Vitamin D is a fat soluble vitamin that is found in foods such as fatty fish, liver, and milk. If you don’t eat those foods often you can get vitamin D from supplements. Vitamin D is also absorbed into the body from the sun’s ultraviolet rays.
Vitamin D works in the body by maintaining normal levels of calcium and phosphorus. By aiding in the absorption of calcium, vitamin D helps form and keeps bones strong. Without vitamin D the bones will become brittle.
A vitamin D deficiency occurs when a person’s body can’t absorb vitamin D from the gastrointestinal tract, they don’t get enough vitamin D in their diet, have limited sun exposure, and when the kidneys can’t properly convert vitamin D to its active form.
People who are deficient in vitamin D can develop diseases that weaken bones. Children develop rickets and adults get osteomalacia. Rickets causes skeletal deformities. Osteomalacia causes weak bones and muscles.
Women with osteoporosis should make sure to get adequate amounts of vitamin D. This will help prevent bone fractures by keeping bones stronger. It’s a good idea to talk with your doctor about adding vitamin D supplements to your day if you have osteoporosis.
Adequate vitamin D has shown to provide protective abilities against colon cancer. To determine if vitamin D deficiency actually causes cancer, or if it’s just protective against certain types of cancer, more testing has to be done.

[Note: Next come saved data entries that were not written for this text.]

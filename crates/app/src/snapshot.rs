//! Point-in-time view of every screen

use serde::Serialize;
use todo_core::task::{TaskStatistics, TaskStore};

use crate::screens::{
    CategoriesScreen, CategoryTasksScreen, HomeScreen, SettingsScreen, StatisticsScreen,
    TaskRow,
};

#[derive(Debug, Clone, Serialize)]
#[serde(rename_all = "camelCase")]
pub struct CategoryView {
    pub title: String,
    pub count: usize,
    pub tasks: Vec<TaskRow>,
}

#[derive(Debug, Clone, Serialize)]
#[serde(rename_all = "camelCase")]
pub struct AppSnapshot {
    pub tasks: Vec<TaskRow>,
    pub categories: Vec<CategoryView>,
    pub statistics: TaskStatistics,
    pub vibration_enabled: bool,
}

impl AppSnapshot {
    pub async fn capture(store: &TaskStore) -> Self {
        let tasks = HomeScreen::new(store.clone()).rows().await;

        let categories_screen = CategoriesScreen::new(store.clone());
        let mut categories = Vec::new();
        for summary in categories_screen.rows().await {
            let screen = categories_screen.open(summary.name);
            categories.push(CategoryView {
                title: screen.title(),
                count: summary.count,
                tasks: screen.rows().await,
            });
        }

        Self {
            tasks,
            categories,
            statistics: StatisticsScreen::new(store.clone()).snapshot().await,
            vibration_enabled: SettingsScreen::new(store.clone()).vibration_enabled().await,
        }
    }

    /// Plain-text rendering, one block per screen
    pub fn render_text(&self) -> String {
        let mut out = String::new();

        out.push_str(HomeScreen::TITLE);
        out.push('\n');
        push_rows(&mut out, &self.tasks, "  ");

        out.push('\n');
        out.push_str(CategoriesScreen::TITLE);
        out.push('\n');
        if self.categories.is_empty() {
            out.push_str(&format!("  {}\n", CategoriesScreen::EMPTY_MESSAGE));
        }
        for category in &self.categories {
            out.push_str(&format!("  {} - {}\n", category.title, category.count));
            if category.tasks.is_empty() {
                out.push_str(&format!("    {}\n", CategoryTasksScreen::EMPTY_MESSAGE));
            }
            push_rows(&mut out, &category.tasks, "    ");
        }

        out.push('\n');
        out.push_str(StatisticsScreen::TITLE);
        out.push('\n');
        out.push_str(&format!(
            "  total: {}  completed: {}  pending: {}\n",
            self.statistics.total, self.statistics.completed, self.statistics.pending
        ));

        out.push('\n');
        out.push_str(SettingsScreen::TITLE);
        out.push('\n');
        let state = if self.vibration_enabled { "on" } else { "off" };
        out.push_str(&format!("  vibration: {}\n", state));

        out
    }
}

fn push_rows(out: &mut String, rows: &[TaskRow], indent: &str) {
    for row in rows {
        let mark = if row.completed { "[x]" } else { "[ ]" };
        out.push_str(&format!("{}{} {} ({})\n", indent, mark, row.title, row.category));
    }
}
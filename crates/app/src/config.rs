//! Runtime configuration read from the environment

use std::path::PathBuf;

const DEFAULT_DATA_DIR: &str = ".todo-data";

#[derive(Debug, Clone, PartialEq, Eq)]
pub struct AppConfig {
    /// Directory holding one file per storage key
    pub data_dir: PathBuf,
    /// Log vibration pulses instead of dropping them
    pub haptics: bool,
    /// Print the snapshot as JSON instead of text
    pub json_output: bool,
}

impl AppConfig {
    pub fn from_env() -> Self {
        Self::from_lookup(|name| std::env::var(name).ok())
    }

    fn from_lookup(lookup: impl Fn(&str) -> Option<String>) -> Self {
        let data_dir = lookup("TODO_DATA_DIR")
            .filter(|dir| !dir.trim().is_empty())
            .map(PathBuf::from)
            .unwrap_or_else(|| PathBuf::from(DEFAULT_DATA_DIR));

        Self {
            data_dir,
            haptics: parse_flag(lookup("TODO_HAPTICS").as_deref(), true),
            json_output: lookup("TODO_OUTPUT")
                .map(|format| format.trim().eq_ignore_ascii_case("json"))
                .unwrap_or(false),
        }
    }
}

fn parse_flag(raw: Option<&str>, default: bool) -> bool {
    match raw {
        Some(raw) => match raw.trim().to_ascii_lowercase().as_str() {
            "1" | "true" | "yes" | "on" => true,
            "0" | "false" | "no" | "off" => false,
            _ => default,
        },
        None => default,
    }
}

#[cfg(test)]
mod tests {
    use super::*;
    use std::collections::HashMap;

    fn config_from(vars: &[(&str, &str)]) -> AppConfig {
        let vars: HashMap<String, String> = vars
            .iter()
            .map(|(k, v)| (k.to_string(), v.to_string()))
            .collect();
        AppConfig::from_lookup(|name| vars.get(name).cloned())
    }

    #[test]
    fn test_defaults() {
        let config = config_from(&[]);
        assert_eq!(config.data_dir, PathBuf::from(".todo-data"));
        assert!(config.haptics);
        assert!(!config.json_output);
    }

    #[test]
    fn test_overrides() {
        let config = config_from(&[
            ("TODO_DATA_DIR", "/tmp/todo"),
            ("TODO_HAPTICS", "Off"),
            ("TODO_OUTPUT", "JSON"),
        ]);
        assert_eq!(config.data_dir, PathBuf::from("/tmp/todo"));
        assert!(!config.haptics);
        assert!(config.json_output);
    }

    #[test]
    fn test_unknown_flag_value_uses_default() {
        assert!(parse_flag(Some("maybe"), true));
        assert!(!parse_flag(Some("maybe"), false));
        assert!(parse_flag(Some(" YES "), false));
    }
}
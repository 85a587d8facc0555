//! Screen controllers
//!
//! Each screen is built from a [`TaskStore`] handle and exposes the rows and
//! actions its view renders. Rendering itself lives in the frontend.

mod categories;
mod forms;
mod home;
mod settings;
mod statistics;

pub use categories::{CategoriesScreen, CategoryTasksScreen};
pub use forms::{AddTaskForm, EditTaskForm, FormError};
pub use home::HomeScreen;
pub use settings::SettingsScreen;
pub use statistics::StatisticsScreen;

use serde::Serialize;
use todo_core::task::Task;

/// One line of a task list
#[derive(Debug, Clone, PartialEq, Eq, Serialize)]
#[serde(rename_all = "camelCase")]
pub struct TaskRow {
    pub id: String,
    pub title: String,
    pub category: String,
    pub completed: bool,
}

impl From<Task> for TaskRow {
    fn from(task: Task) -> Self {
        Self {
            id: task.id,
            title: task.title,
            category: task.category,
            completed: task.completed,
        }
    }
}

fn rows(tasks: Vec<Task>) -> Vec<TaskRow> {
    tasks.into_iter().map(TaskRow::from).collect()
}

#[cfg(test)]
pub(crate) mod test_support {
    use std::sync::Arc;
    use todo_core::haptics::NoopHaptics;
    use todo_core::storage::MemoryKeyValueStore;
    use todo_core::task::TaskStore;

    pub async fn memory_store() -> TaskStore {
        TaskStore::load(Arc::new(MemoryKeyValueStore::new()), Arc::new(NoopHaptics)).await
    }
}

People with Alzheimer’s disease often get hip fractures. If they have vitamin D deficiency, this may be the reason. Often someone with Alzheimer’s disease doesn’t get out much so is not absorbing vitamin D from the sun’s rays. Vitamin D supplements should be discussed with the treating physician.
If you breast feed your child, be sure to supplement vitamin D. Failing to do so can result in an infant with rickets if the mother is vitamin D deficient herself.
Darker skinned people are more prone to vitamin D deficiency because they can’t absorb as much vitamin D from the sun’s rays.
Obese people are also at greater risk for vitamin D deficiency because more subcutaneous fat doesn’t let the vitamin D hormones circulate in the body properly.
People who don’t absorb dietary fat correctly are also at risk for vitamin D deficiency. Conditions that cause this problem include Crohn’s disease, cystic fibrosis, celiac disease, liver disease, pancreatic enzyme deficiency, and people who have surgery that removes part of the stomach.
Taking supplements with vitamin D, eating foods rich in vitamin D naturally, getting adequate sun exposure, and maintaining a healthy weight are all things we can do to reduce the risk of becoming vitamin D deficient. It’s very important to incorporate all these into your life.